Exercise instructions
When you find the line with "local datastore. The" among the records below, reproduce it and each line after it exactly, ending with the line with "impl fmt::Display for Identity".

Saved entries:
------------------------------------------------------------------------
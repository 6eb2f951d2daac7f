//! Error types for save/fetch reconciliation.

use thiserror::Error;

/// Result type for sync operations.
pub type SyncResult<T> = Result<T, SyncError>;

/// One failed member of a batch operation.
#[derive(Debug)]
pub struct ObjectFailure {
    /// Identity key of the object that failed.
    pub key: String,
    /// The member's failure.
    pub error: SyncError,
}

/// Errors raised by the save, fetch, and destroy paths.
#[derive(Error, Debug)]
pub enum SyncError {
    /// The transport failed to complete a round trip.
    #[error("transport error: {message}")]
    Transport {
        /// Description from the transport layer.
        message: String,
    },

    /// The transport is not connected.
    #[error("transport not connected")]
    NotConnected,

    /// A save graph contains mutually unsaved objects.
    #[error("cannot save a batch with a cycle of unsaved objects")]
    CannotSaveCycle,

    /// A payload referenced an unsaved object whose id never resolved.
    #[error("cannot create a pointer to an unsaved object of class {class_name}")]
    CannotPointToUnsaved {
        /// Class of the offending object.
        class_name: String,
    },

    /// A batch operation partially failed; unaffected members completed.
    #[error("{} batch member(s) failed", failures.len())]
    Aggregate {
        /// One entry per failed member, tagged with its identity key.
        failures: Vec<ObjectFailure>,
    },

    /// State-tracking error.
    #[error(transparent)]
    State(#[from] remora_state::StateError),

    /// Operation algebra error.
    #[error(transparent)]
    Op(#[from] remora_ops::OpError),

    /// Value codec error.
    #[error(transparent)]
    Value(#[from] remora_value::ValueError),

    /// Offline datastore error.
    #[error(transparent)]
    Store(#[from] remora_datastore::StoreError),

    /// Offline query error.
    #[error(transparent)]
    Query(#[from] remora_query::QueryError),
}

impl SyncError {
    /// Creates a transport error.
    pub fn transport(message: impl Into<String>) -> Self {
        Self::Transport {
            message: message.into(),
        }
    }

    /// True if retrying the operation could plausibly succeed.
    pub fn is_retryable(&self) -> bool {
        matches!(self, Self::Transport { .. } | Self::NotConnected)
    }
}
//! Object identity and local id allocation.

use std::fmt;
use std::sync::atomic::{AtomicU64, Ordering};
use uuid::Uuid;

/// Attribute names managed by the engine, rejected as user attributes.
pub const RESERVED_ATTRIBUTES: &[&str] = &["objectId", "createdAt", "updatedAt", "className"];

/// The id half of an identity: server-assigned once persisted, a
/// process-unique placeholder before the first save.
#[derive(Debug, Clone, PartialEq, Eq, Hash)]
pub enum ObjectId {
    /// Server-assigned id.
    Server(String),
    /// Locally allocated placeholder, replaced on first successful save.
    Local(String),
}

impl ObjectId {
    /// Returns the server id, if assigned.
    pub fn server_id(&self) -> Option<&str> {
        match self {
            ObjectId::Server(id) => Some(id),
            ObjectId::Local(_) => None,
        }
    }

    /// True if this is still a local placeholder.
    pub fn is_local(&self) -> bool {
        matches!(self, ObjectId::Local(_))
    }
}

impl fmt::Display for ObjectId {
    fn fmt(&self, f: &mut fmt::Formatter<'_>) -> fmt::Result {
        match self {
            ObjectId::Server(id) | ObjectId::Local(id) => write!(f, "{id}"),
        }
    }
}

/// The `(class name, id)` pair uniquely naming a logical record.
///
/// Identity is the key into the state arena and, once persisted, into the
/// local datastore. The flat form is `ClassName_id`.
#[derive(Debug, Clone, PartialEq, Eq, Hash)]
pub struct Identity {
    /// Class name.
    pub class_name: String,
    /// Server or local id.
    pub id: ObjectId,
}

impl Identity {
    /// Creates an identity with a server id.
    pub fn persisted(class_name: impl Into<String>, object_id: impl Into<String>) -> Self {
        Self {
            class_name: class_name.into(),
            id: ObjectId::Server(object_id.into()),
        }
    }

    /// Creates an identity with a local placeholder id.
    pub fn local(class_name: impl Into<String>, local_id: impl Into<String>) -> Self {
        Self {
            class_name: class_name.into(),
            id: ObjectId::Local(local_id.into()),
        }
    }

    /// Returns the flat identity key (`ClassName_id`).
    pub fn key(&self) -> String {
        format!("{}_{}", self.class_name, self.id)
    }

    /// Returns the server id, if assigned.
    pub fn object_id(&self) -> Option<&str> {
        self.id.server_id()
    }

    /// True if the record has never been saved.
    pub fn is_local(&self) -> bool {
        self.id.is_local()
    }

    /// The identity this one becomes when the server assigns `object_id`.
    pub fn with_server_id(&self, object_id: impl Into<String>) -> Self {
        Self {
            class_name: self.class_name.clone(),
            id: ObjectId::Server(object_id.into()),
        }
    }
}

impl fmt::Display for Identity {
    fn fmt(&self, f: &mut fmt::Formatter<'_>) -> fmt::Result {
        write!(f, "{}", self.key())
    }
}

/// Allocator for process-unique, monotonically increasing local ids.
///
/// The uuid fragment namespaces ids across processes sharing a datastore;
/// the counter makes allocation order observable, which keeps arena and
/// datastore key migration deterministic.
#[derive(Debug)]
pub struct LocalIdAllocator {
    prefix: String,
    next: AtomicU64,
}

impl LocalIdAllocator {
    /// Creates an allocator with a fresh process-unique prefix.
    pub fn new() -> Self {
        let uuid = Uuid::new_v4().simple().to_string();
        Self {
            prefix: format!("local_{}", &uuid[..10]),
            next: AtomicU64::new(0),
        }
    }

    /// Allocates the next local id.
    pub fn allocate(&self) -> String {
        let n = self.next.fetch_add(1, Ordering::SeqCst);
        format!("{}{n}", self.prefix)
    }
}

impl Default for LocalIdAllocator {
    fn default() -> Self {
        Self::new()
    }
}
------------------------------------------------------------------------
Task answer
/// local datastore. The flat form is `ClassName_id`.
#[derive(Debug, Clone, PartialEq, Eq, Hash)]
pub struct Identity {
    /// Class name.
    pub class_name: String,
    /// Server or local id.
    pub id: ObjectId,
}

impl Identity {
    /// Creates an identity with a server id.
    pub fn persisted(class_name: impl Into<String>, object_id: impl Into<String>) -> Self {
        Self {
            class_name: class_name.into(),
            id: ObjectId::Server(object_id.into()),
        }
    }

    /// Creates an identity with a local placeholder id.
    pub fn local(class_name: impl Into<String>, local_id: impl Into<String>) -> Self {
        Self {
            class_name: class_name.into(),
            id: ObjectId::Local(local_id.into()),
        }
    }

    /// Returns the flat identity key (`ClassName_id`).
    pub fn key(&self) -> String {
        format!("{}_{}", self.class_name, self.id)
    }

    /// Returns the server id, if assigned.
    pub fn object_id(&self) -> Option<&str> {
        self.id.server_id()
    }

    /// True if the record has never been saved.
    pub fn is_local(&self) -> bool {
        self.id.is_local()
    }

    /// The identity this one becomes when the server assigns `object_id`.
    pub fn with_server_id(&self, object_id: impl Into<String>) -> Self {
        Self {
            class_name: self.class_name.clone(),
            id: ObjectId::Server(object_id.into()),
        }
    }
}

impl fmt::Display for Identity {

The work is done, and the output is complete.